Li K., Ni W., Tovar E., Guizani M.

IEEE Internet of Things Journal


Employing Unmanned Aerial Vehicles (UAVs) as aerial data collectors in Internet-of-Things (IoT) networks is a promising technology for large-scale environment sensing. A key challenge in UAV-aided data collection is that UAV maneuvering gives rise to buffer overflow at the IoT node and unsuccessful transmission due to lossy airborne channels. This paper formulates a joint optimization of flight cruise control and data collection schedule to minimize network data loss as a Partial Observable Markov Decision Process (POMDP), where the states of individual IoT nodes can be obscure to the UAV. The problem can be optimally solvable by reinforcement learning, but suffers from curse-of-dimensionality and becomes rapidly intractable with the growth in the number of IoT nodes.
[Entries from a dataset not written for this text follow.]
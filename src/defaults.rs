//! Default configuration constants for visync.
//!
//! Shared tuning values used by the config types and by the engine
//! components, so that the two never drift apart.

/// Frequency bands used for feature extraction, in Hz (`[start, end)`).
///
/// The bands roughly follow speech formant regions: low energy, F1 lower,
/// F1 mid, F2 front, F2/F3, fricatives and high fricatives.
pub const BANDS_HZ: [(f32, f32); 7] = [
    (50.0, 200.0),
    (200.0, 400.0),
    (400.0, 800.0),
    (800.0, 1500.0),
    (1500.0, 2500.0),
    (2500.0, 4000.0),
    (4000.0, 8000.0),
];

/// Default FFT size of the analyser (yields `FFT_SIZE / 2` frequency bins).
pub const FFT_SIZE: usize = 2048;

/// Smallest FFT size accepted by the analyser (256 bins).
pub const MIN_FFT_SIZE: usize = 512;

/// Largest FFT size accepted by the analyser (2048 bins).
pub const MAX_FFT_SIZE: usize = 4096;

/// Temporal smoothing of the analyser spectrum (0 = none, 1 = frozen).
pub const SMOOTHING_TIME_CONSTANT: f32 = 0.8;

/// Lower bound of the analyser's decibel window.
pub const MIN_DECIBELS: f32 = -100.0;

/// Upper bound of the analyser's decibel window.
pub const MAX_DECIBELS: f32 = -30.0;

/// Number of spectral frames kept for trend-based smoothing.
pub const HISTORY_SIZE: usize = 10;

/// Lipsync update rate in Hz (one update per rendering tick).
pub const TICK_HZ: u32 = 60;

/// Averaged and instantaneous volume below this are treated as silence.
pub const SILENCE_THRESHOLD: f32 = 0.2;

/// Averaged volume required before any non-silent symbol is scored.
pub const VOICED_THRESHOLD: f32 = 0.1;

/// Score multiplier applied to the currently active viseme.
pub const HYSTERESIS: f32 = 1.3;

/// Spectral centroid above which fricatives are scored, in Hz.
pub const FRICATIVE_CENTROID_HZ: f32 = 4000.0;

/// Volume jump (current minus history average) that scores plosives.
pub const PLOSIVE_VOLUME_DELTA: f32 = 0.3;

/// Volume mapped to full viseme intensity.
pub const INTENSITY_FULL_SCALE: f32 = 0.4;

/// Exponential smoothing factor applied to morph weights per tick.
pub const MORPH_SMOOTHING: f32 = 0.6;

/// Weight scale applied to channels resolved by partial name match.
pub const PARTIAL_MATCH_PENALTY: f32 = 0.8;

/// Fraction of an open vowel's weight forwarded to the jaw channel.
pub const JAW_EMPHASIS: f32 = 0.3;

/// Intensity above which open vowels drive the jaw.
pub const JAW_INTENSITY_THRESHOLD: f32 = 0.3;

/// How long the final mouth shape is held after playback ends.
pub const CLOSURE_HOLD_MS: u64 = 300;

/// Upper bound for decoding or probing synthesized audio.
pub const DECODE_TIMEOUT_MS: u64 = 10_000;

/// Upper bound for one synthesis request.
pub const REQUEST_TIMEOUT_MS: u64 = 30_000;

/// Per-character reveal delay when the audio duration is unknown.
pub const DEFAULT_CHAR_DELAY_MS: u64 = 8;

/// Lower clamp for the duration-matched per-character reveal delay.
pub const MIN_CHAR_DELAY_MS: u64 = 4;

/// Crossfade duration between animation clips.
pub const CROSSFADE_MS: u64 = 300;

/// Root offset amplitude of the synthetic idle motion (scene units).
pub const IDLE_MOTION_AMPLITUDE: f32 = 0.01;

/// Frequency of the synthetic idle motion in Hz.
pub const IDLE_MOTION_HZ: f32 = 0.25;

/// Shortest and longest pause between idle blinks.
pub const BLINK_INTERVAL_MS: (u64, u64) = (2000, 6000);

/// Duration of one blink pulse.
pub const BLINK_DURATION_MS: u64 = 150;

/// Default playback speed multiplier.
pub const SPEED: f32 = 1.0;

/// Accepted playback speed range.
pub const SPEED_RANGE: (f32, f32) = (0.5, 2.0);

/// Default synthesis provider base URL.
pub const PROVIDER_URL: &str = "https://api.elevenlabs.io/v1";

/// Default provider voice identifier.
pub const DEFAULT_VOICE: &str = "EXAVITQu4vr4xnSDxMaL";

/// Default provider model identifier.
pub const DEFAULT_MODEL_ID: &str = "eleven_monolingual_v1";

/// Default voice stability sent with each synthesis request.
pub const VOICE_STABILITY: f32 = 0.5;

/// Default voice similarity boost sent with each synthesis request.
pub const VOICE_SIMILARITY_BOOST: f32 = 0.75;
//! Idle eye blinking on the auxiliary blink channels.

use crate::defaults;
use rand::rngs::StdRng;
use rand::{Rng, SeedableRng};
use std::f32::consts::PI;
use std::time::Duration;

/// Schedules blinks at random intervals and produces the eyelid weight.
#[derive(Debug)]
pub struct BlinkScheduler {
    rng: StdRng,
    interval: (Duration, Duration),
    duration: Duration,
    next_blink: Duration,
    blink_started: Option<Duration>,
}

impl BlinkScheduler {
    pub fn new() -> Self {
        Self::with_rng(StdRng::from_os_rng())
    }

    /// Deterministic schedule for tests and replays.
    pub fn with_seed(seed: u64) -> Self {
        Self::with_rng(StdRng::seed_from_u64(seed))
    }

    fn with_rng(rng: StdRng) -> Self {
        let (lo, hi) = defaults::BLINK_INTERVAL_MS;
        let mut scheduler = Self {
            rng,
            interval: (Duration::from_millis(lo), Duration::from_millis(hi)),
            duration: Duration::from_millis(defaults::BLINK_DURATION_MS),
            next_blink: Duration::ZERO,
            blink_started: None,
        };
        scheduler.next_blink = scheduler.draw_interval();
        scheduler
    }

    fn draw_interval(&mut self) -> Duration {
        let (lo, hi) = self.interval;
        self.rng.random_range(lo..=hi)
    }

    pub fn is_blinking(&self) -> bool {
        self.blink_started.is_some()
    }

    /// Eyelid weight at `now` (time since the scheduler started).
    ///
    /// While `suppressed`, no new blink starts; a blink already in progress
    /// still finishes so the eyes never freeze half closed.
    pub fn update(&mut self, now: Duration, suppressed: bool) -> f32 {
        if self.blink_started.is_none() && now >= self.next_blink {
            if suppressed {
                self.next_blink = now + self.draw_interval();
            } else {
                self.blink_started = Some(now);
            }
        }

        let Some(started) = self.blink_started else {
            return 0.0;
        };
        let progress = (now - started).as_secs_f32() / self.duration.as_secs_f32();
        if progress >= 1.0 {
            self.blink_started = None;
            self.next_blink = now + self.draw_interval();
            return 0.0;
        }
        (progress * PI).sin()
    }
}

impl Default for BlinkScheduler {
    fn default() -> Self {
        Self::new()
    }
}
//! Audio plumbing: decode provider bytes, analyse the spectrum, play it back.

pub mod analyser;
pub mod decode;
#[cfg(feature = "cpal-audio")]
pub mod device;
pub mod playback;
//! Command-line interface for visync
//!
//! Provides argument parsing using clap derive macros.

use clap::{Parser, Subcommand};
use clap_complete::Shell;
use std::path::PathBuf;
use std::time::Duration;

/// Speech-driven avatar lipsync
#[derive(Parser, Debug)]
#[command(name = "visync", version, about = "Speech-driven avatar lipsync")]
pub struct Cli {
    /// Subcommand to execute
    #[command(subcommand)]
    pub command: Commands,

    /// Path to configuration file
    #[arg(long, global = true, value_name = "PATH")]
    pub config: Option<PathBuf>,

    /// Suppress output (quiet mode)
    #[arg(short, long, global = true)]
    pub quiet: bool,

    /// Verbose output (-v: status + avatar state, -vv: viseme changes and debug logs)
    #[arg(short, long, global = true, action = clap::ArgAction::Count)]
    pub verbose: u8,
}

/// Parse an analysis tick such as `50ms` or `0.02`.
///
/// Supports any duration format accepted by `humantime`; bare numbers are
/// seconds.
fn parse_tick(s: &str) -> Result<Duration, String> {
    let s = s.trim();
    let tick = match s.parse::<f64>() {
        Ok(secs) if secs.is_finite() && secs >= 0.0 => Duration::from_secs_f64(secs),
        Ok(_) => return Err(format!("invalid tick '{s}'")),
        Err(_) => humantime::parse_duration(s).map_err(|e| e.to_string())?,
    };
    if tick.is_zero() {
        return Err("tick must be greater than zero".to_string());
    }
    Ok(tick)
}

/// Parse a playback speed multiplier.
fn parse_speed(s: &str) -> Result<f32, String> {
    let speed: f32 = s.trim().parse().map_err(|_| format!("invalid speed '{s}'"))?;
    let (lo, hi) = crate::defaults::SPEED_RANGE;
    if !(lo..=hi).contains(&speed) {
        return Err(format!("speed must be between {lo} and {hi}"));
    }
    Ok(speed)
}

/// Available commands
#[derive(Subcommand, Debug)]
pub enum Commands {
    /// Speak text: synthesize, play and animate, printing the transcript as it is revealed
    Speak {
        /// Text to speak
        text: String,

        /// Character description (JSON) to bind and animate
        #[arg(long, value_name = "FILE")]
        character: Option<PathBuf>,

        /// Play this audio file instead of calling the speech provider
        #[arg(long, value_name = "FILE")]
        wav: Option<PathBuf>,

        /// Provider voice id (default: from config)
        #[arg(long, value_name = "VOICE")]
        voice: Option<String>,

        /// Playback speed multiplier (default: from config)
        #[arg(long, value_name = "X", value_parser = parse_speed)]
        speed: Option<f32>,

        /// Print the final report as JSON
        #[arg(long)]
        json: bool,
    },

    /// Analyze an audio file offline and print its viseme track
    Analyze {
        /// Audio file (WAV or MP3)
        audio: PathBuf,

        /// Analysis interval. Examples: 50ms, 16ms, 0.1
        #[arg(long, short = 't', value_name = "DURATION", default_value = "50ms", value_parser = parse_tick)]
        tick: Duration,

        /// Print every tick instead of only viseme changes
        #[arg(long)]
        all: bool,

        /// Print the track as JSON
        #[arg(long)]
        json: bool,
    },

    /// Show how a character's blend channels bind to visemes
    Bind {
        /// Character description (JSON)
        character: PathBuf,

        /// Print the binding as JSON
        #[arg(long)]
        json: bool,
    },

    /// View configuration
    Config {
        #[command(subcommand)]
        action: ConfigAction,
    },

    /// Generate shell completions
    Completions {
        /// Shell to generate completions for
        shell: Shell,
    },
}

/// Configuration actions
#[derive(Subcommand, Debug)]
pub enum ConfigAction {
    /// Get a configuration value by key (e.g., lipsync.hysteresis)
    Get {
        /// Dotted key path (e.g., analysis.fft_size, synthesis.voice)
        key: String,
    },
    /// Print the effective configuration (API key masked)
    List,
    /// Print the configuration file path
    Path,
}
In practice, a UAV-aided IoT network contains a large number of network states and actions in POMDP while the up-to-date knowledge is not available at the UAV. We propose an onboard Deep Q-Network based Flight Resource Allocation Scheme (DQN-FRAS) to optimize the online flight cruise control of the UAV and data scheduling given outdated knowledge on the network states. Numerical results demonstrate that DQN-FRAS reduces the packet loss by over 51%, as compared to existing non-learning heuristics.